• [Brief] In the data below, find each line that contains the word "Rejection" and copy it.

• [Material shown]

· · · ·

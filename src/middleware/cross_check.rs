//! Pipeline stages 3 and 4: cross-tenant cross-check and context injection.
//!
//! The verified token's tenant claims must exactly equal the tenant
//! resolved from the host. A valid token for one tenant replayed against
//! another tenant's subdomain fails here; any mismatch is logged as a
//! distinct security event.

use axum::{
    extract::{FromRequestParts, Request},
    http::request::Parts,
    middleware::Next,
    response::Response,
};

use crate::error::AppError;
use crate::services::{IdentityClaims, TenantContext};

/// Verified caller identity, injected for downstream handlers after the
/// cross-check passes. Handlers never verify tokens themselves.
#[derive(Debug, Clone)]
pub struct RequestIdentity {
    pub subject: String,
    pub role: String,
}

pub async fn cross_check_middleware(mut req: Request, next: Next) -> Result<Response, AppError> {
    let context = req
        .extensions()
        .get::<TenantContext>()
        .cloned()
        .ok_or_else(|| {
            AppError::InternalError(anyhow::anyhow!("cross-check reached without tenant context"))
        })?;
    let claims = req
        .extensions()
        .get::<IdentityClaims>()
        .cloned()
        .ok_or_else(|| {
            AppError::InternalError(anyhow::anyhow!("cross-check reached without verified claims"))
        })?;

    if claims.tenant_id != context.tenant_id || claims.subdomain != context.subdomain {
        tracing::warn!(
            target: "security",
            subject = %claims.sub,
            token_tenant_id = %claims.tenant_id,
            token_subdomain = %claims.subdomain,
            resolved_tenant_id = %context.tenant_id,
            resolved_subdomain = %context.subdomain,
            method = %req.method(),
            path = %req.uri().path(),
            "Cross-tenant token mismatch"
        );
        return Err(AppError::TenantMismatch);
    }

    req.extensions_mut().insert(RequestIdentity {
        subject: claims.sub,
        role: claims.role,
    });
    Ok(next.run(req).await)
}

#[axum::async_trait]
impl<S> FromRequestParts<S> for RequestIdentity
where
    S: Send + Sync,
{
    type Rejection = AppError;

    async fn from_request_parts(parts: &mut Parts, _state: &S) -> Result<Self, Self::Rejection> {
        parts
            .extensions
            .get::<RequestIdentity>()
            .cloned()
            .ok_or_else(|| {
                AppError::InternalError(anyhow::anyhow!("Request identity not found in request"))
            })
    }
}
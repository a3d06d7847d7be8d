//! Centralized credential provisioning for the pool manager.
//!
//! The `CredentialSource` trait is the only decrypt path in the system; no
//! other component calls the cipher on stored credentials. The cache in
//! front of it only avoids redundant decryption under load: a miss or an
//! expired entry costs one extra decryption, never a different answer.

use async_trait::async_trait;
use dashmap::DashMap;
use secrecy::Secret;
use std::sync::Arc;
use std::time::{Duration, Instant};
use uuid::Uuid;

use crate::error::AppError;

/// Provider of decrypted connection descriptors for active tenants.
///
/// Implementations must refuse suspended tenants so a warm pool cannot be
/// rebuilt for a tenant that was shut off.
#[async_trait]
pub trait CredentialSource: Send + Sync {
    async fn decrypted_credentials(&self, tenant_id: Uuid) -> Result<Secret<String>, AppError>;
}

struct CachedDescriptor {
    descriptor: Secret<String>,
    cached_at: Instant,
}

/// TTL cache of decrypted connection descriptors, keyed per tenant.
///
/// Entries refresh lazily on miss and are never written proactively. The
/// dashmap gives per-shard locking, so unrelated tenants never serialize
/// against each other here.
pub struct CredentialCache {
    entries: DashMap<Uuid, CachedDescriptor>,
    ttl: Duration,
    source: Arc<dyn CredentialSource>,
}

impl CredentialCache {
    pub fn new(source: Arc<dyn CredentialSource>, ttl: Duration) -> Self {
        Self {
            entries: DashMap::new(),
            ttl,
            source,
        }
    }

    /// Fetch the decrypted descriptor for a tenant, consulting the cache
    /// first.
    pub async fn descriptor_for(&self, tenant_id: Uuid) -> Result<Secret<String>, AppError> {
        if let Some(entry) = self.entries.get(&tenant_id) {
            if entry.cached_at.elapsed() < self.ttl {
                return Ok(entry.descriptor.clone());
            }
        }

        let descriptor = self.source.decrypted_credentials(tenant_id).await?;
        self.entries.insert(
            tenant_id,
            CachedDescriptor {
                descriptor: descriptor.clone(),
                cached_at: Instant::now(),
            },
        );
        Ok(descriptor)
    }

    /// Drop a tenant's cached descriptor (suspension, rotation).
    pub fn invalidate(&self, tenant_id: Uuid) {
        self.entries.remove(&tenant_id);
    }
}

#[cfg(test)]
mod tests {
    use super::*;
    use secrecy::ExposeSecret;
    use std::sync::atomic::{AtomicUsize, Ordering};

    struct CountingSource {
        calls: AtomicUsize,
    }

    #[async_trait]
    impl CredentialSource for CountingSource {
        async fn decrypted_credentials(
            &self,
            tenant_id: Uuid,
        ) -> Result<Secret<String>, AppError> {
            self.calls.fetch_add(1, Ordering::SeqCst);
            Ok(Secret::new(format!("postgres://db/{}", tenant_id)))
        }
    }

    #[tokio::test]
    async fn caches_within_ttl() {
        let source = Arc::new(CountingSource {
            calls: AtomicUsize::new(0),
        });
        let cache = CredentialCache::new(source.clone(), Duration::from_secs(60));
        let tenant = Uuid::new_v4();

        let a = cache.descriptor_for(tenant).await.unwrap();
        let b = cache.descriptor_for(tenant).await.unwrap();
        assert_eq!(a.expose_secret(), b.expose_secret());
        assert_eq!(source.calls.load(Ordering::SeqCst), 1);
    }

    #[tokio::test]
    async fn expired_entry_refreshes_lazily() {
        let source = Arc::new(CountingSource {
            calls: AtomicUsize::new(0),
        });
        let cache = CredentialCache::new(source.clone(), Duration::from_millis(0));
        let tenant = Uuid::new_v4();

        cache.descriptor_for(tenant).await.unwrap();
        cache.descriptor_for(tenant).await.unwrap();
        assert_eq!(source.calls.load(Ordering::SeqCst), 2);
    }

    #[tokio::test]
    async fn invalidate_forces_re_decryption() {
        let source = Arc::new(CountingSource {
            calls: AtomicUsize::new(0),
        });
        let cache = CredentialCache::new(source.clone(), Duration::from_secs(60));
        let tenant = Uuid::new_v4();

        cache.descriptor_for(tenant).await.unwrap();
        cache.invalidate(tenant);
        cache.descriptor_for(tenant).await.unwrap();
        assert_eq!(source.calls.load(Ordering::SeqCst), 2);
    }
}
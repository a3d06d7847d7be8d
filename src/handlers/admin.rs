//! Administrative tenant operations: thin delegations onto the registry,
//! gated by the pipeline plus the admin role check.

use axum::{
    extract::{Path, Query, State},
    http::StatusCode,
    Json,
};
use serde::Deserialize;
use uuid::Uuid;

use crate::error::AppError;
use crate::models::{
    CreateTenantRequest, RotateCredentialsRequest, TenantPage, TenantResponse,
    UpdateTenantRequest,
};
use crate::services::pool::PoolStats;
use crate::AppState;

pub async fn create_tenant(
    State(state): State<AppState>,
    Json(req): Json<CreateTenantRequest>,
) -> Result<(StatusCode, Json<TenantResponse>), AppError> {
    let tenant = state.registry.create(&req).await?;
    Ok((StatusCode::CREATED, Json(tenant.into())))
}

#[derive(Debug, Deserialize)]
pub struct ListQuery {
    #[serde(default = "default_limit")]
    pub limit: i64,
    #[serde(default)]
    pub offset: i64,
}

fn default_limit() -> i64 {
    50
}

pub async fn list_tenants(
    State(state): State<AppState>,
    Query(query): Query<ListQuery>,
) -> Result<Json<TenantPage>, AppError> {
    let page = state.registry.list(query.limit, query.offset).await?;
    Ok(Json(page))
}

pub async fn get_tenant(
    State(state): State<AppState>,
    Path(id): Path<Uuid>,
) -> Result<Json<TenantResponse>, AppError> {
    let tenant = state.registry.get_by_id(id).await?;
    Ok(Json(tenant.into()))
}

pub async fn update_tenant(
    State(state): State<AppState>,
    Path(id): Path<Uuid>,
    Json(req): Json<UpdateTenantRequest>,
) -> Result<Json<TenantResponse>, AppError> {
    let tenant = state.registry.update(id, &req).await?;
    Ok(Json(tenant.into()))
}

/// Suspend a tenant. The registry row flips first, then the credential
/// cache entry and any warm pool are revoked so the suspension bites
/// immediately, not at the next resolution.
pub async fn suspend_tenant(
    State(state): State<AppState>,
    Path(id): Path<Uuid>,
) -> Result<Json<TenantResponse>, AppError> {
    let tenant = state.registry.suspend(id).await?;
    state.pools.revoke(id).await;
    Ok(Json(tenant.into()))
}

pub async fn reactivate_tenant(
    State(state): State<AppState>,
    Path(id): Path<Uuid>,
) -> Result<Json<TenantResponse>, AppError> {
    let tenant = state.registry.reactivate(id).await?;
    Ok(Json(tenant.into()))
}

/// Rotate a tenant's credentials. Revokes the pool and cached descriptor
/// so new borrows connect with the fresh credentials.
pub async fn rotate_credentials(
    State(state): State<AppState>,
    Path(id): Path<Uuid>,
    Json(req): Json<RotateCredentialsRequest>,
) -> Result<Json<TenantResponse>, AppError> {
    let tenant = state.registry.rotate_credentials(id, &req).await?;
    state.pools.revoke(id).await;
    Ok(Json(tenant.into()))
}

pub async fn pool_stats(State(state): State<AppState>) -> Json<Vec<PoolStats>> {
    Json(state.pools.stats())
}
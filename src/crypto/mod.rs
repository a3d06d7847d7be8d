//! Credential cipher: AES-256-GCM over subkeys derived from the
//! application secret.
//!
//! Two subkeys are derived with Argon2id under distinct domain-separation
//! salts: one for encrypting credential blobs at rest, one handed to the
//! token service for HMAC signing. Leaking a derived key requires the full
//! KDF work factor on top of leaking the raw secret.

use aes_gcm::aead::{Aead, KeyInit};
use aes_gcm::{Aes256Gcm, Key, Nonce};
use argon2::Argon2;
use base64::engine::general_purpose::STANDARD;
use base64::Engine;
use rand::RngCore;
use secrecy::{ExposeSecret, Secret};

use crate::error::AppError;

const CIPHER_KEY_SALT: &[u8] = b"tenancy/credential-cipher/v1";
const SIGNING_KEY_SALT: &[u8] = b"tenancy/token-signing/v1";

const NONCE_LEN: usize = 12;

/// Symmetric authenticated cipher for opaque credential blobs.
///
/// Ciphertext format: `base64(nonce || ciphertext || tag)`. A fresh random
/// nonce is drawn per call, so encrypting the same plaintext twice yields
/// distinct ciphertexts.
pub struct CredentialCipher {
    key: [u8; 32],
}

impl CredentialCipher {
    pub fn from_secret(app_secret: &Secret<String>) -> Result<Self, AppError> {
        let key = derive_subkey(app_secret, CIPHER_KEY_SALT)?;
        Ok(Self { key })
    }

    pub fn encrypt(&self, plaintext: &str) -> Result<String, AppError> {
        let cipher = Aes256Gcm::new(Key::<Aes256Gcm>::from_slice(&self.key));
        let mut nonce_bytes = [0u8; NONCE_LEN];
        rand::thread_rng().fill_bytes(&mut nonce_bytes);
        let nonce = Nonce::from_slice(&nonce_bytes);

        let ciphertext = cipher
            .encrypt(nonce, plaintext.as_bytes())
            .map_err(|_| AppError::InternalError(anyhow::anyhow!("AES-GCM encryption failed")))?;

        let mut combined = nonce_bytes.to_vec();
        combined.extend_from_slice(&ciphertext);
        Ok(STANDARD.encode(combined))
    }

    /// Decrypt a credential blob. Tampering, truncation, and a wrong key
    /// all surface as the same `Decryption` error.
    pub fn decrypt(&self, encoded: &str) -> Result<Secret<String>, AppError> {
        let combined = STANDARD.decode(encoded).map_err(|_| AppError::Decryption)?;

        if combined.len() <= NONCE_LEN {
            return Err(AppError::Decryption);
        }

        let (nonce_bytes, ciphertext) = combined.split_at(NONCE_LEN);
        let cipher = Aes256Gcm::new(Key::<Aes256Gcm>::from_slice(&self.key));
        let nonce = Nonce::from_slice(nonce_bytes);

        let plaintext = cipher
            .decrypt(nonce, ciphertext)
            .map_err(|_| AppError::Decryption)?;

        String::from_utf8(plaintext)
            .map(Secret::new)
            .map_err(|_| AppError::Decryption)
    }
}

/// Derive the token-signing subkey from the application secret.
pub fn derive_signing_key(app_secret: &Secret<String>) -> Result<Secret<Vec<u8>>, AppError> {
    let key = derive_subkey(app_secret, SIGNING_KEY_SALT)?;
    Ok(Secret::new(key.to_vec()))
}

fn derive_subkey(app_secret: &Secret<String>, salt: &[u8]) -> Result<[u8; 32], AppError> {
    let mut out = [0u8; 32];
    Argon2::default()
        .hash_password_into(app_secret.expose_secret().as_bytes(), salt, &mut out)
        .map_err(|e| AppError::ConfigError(anyhow::anyhow!("key derivation failed: {}", e)))?;
    Ok(out)
}
//! Pipeline stage 1: tenant resolution.
//!
//! Resolves the request's `Host` header to a `TenantContext` and stores it
//! in request extensions. Failure short-circuits the remaining stages with
//! the corresponding status (404 unknown, 403 suspended).

use axum::{
    extract::{Request, State},
    http::header,
    middleware::Next,
    response::Response,
};

use crate::error::AppError;
use crate::AppState;

pub async fn resolve_tenant_middleware(
    State(state): State<AppState>,
    mut req: Request,
    next: Next,
) -> Result<Response, AppError> {
    let host = req
        .headers()
        .get(header::HOST)
        .and_then(|value| value.to_str().ok())
        .ok_or_else(|| AppError::InvalidSubdomain("missing host header".to_string()))?;

    let context = state.resolver.resolve(host).await.map_err(|err| {
        match &err {
            AppError::TenantNotFound(subdomain) => {
                tracing::info!(subdomain = %subdomain, "Request for unknown tenant");
            }
            AppError::TenantSuspended(subdomain) => {
                tracing::warn!(subdomain = %subdomain, "Request for suspended tenant");
            }
            _ => {}
        }
        err
    })?;

    req.extensions_mut().insert(context);
    Ok(next.run(req).await)
}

· · · ·

• [Your response]
    type Rejection = AppError;
    async fn from_request_parts(parts: &mut Parts, _state: &S) -> Result<Self, Self::Rejection> {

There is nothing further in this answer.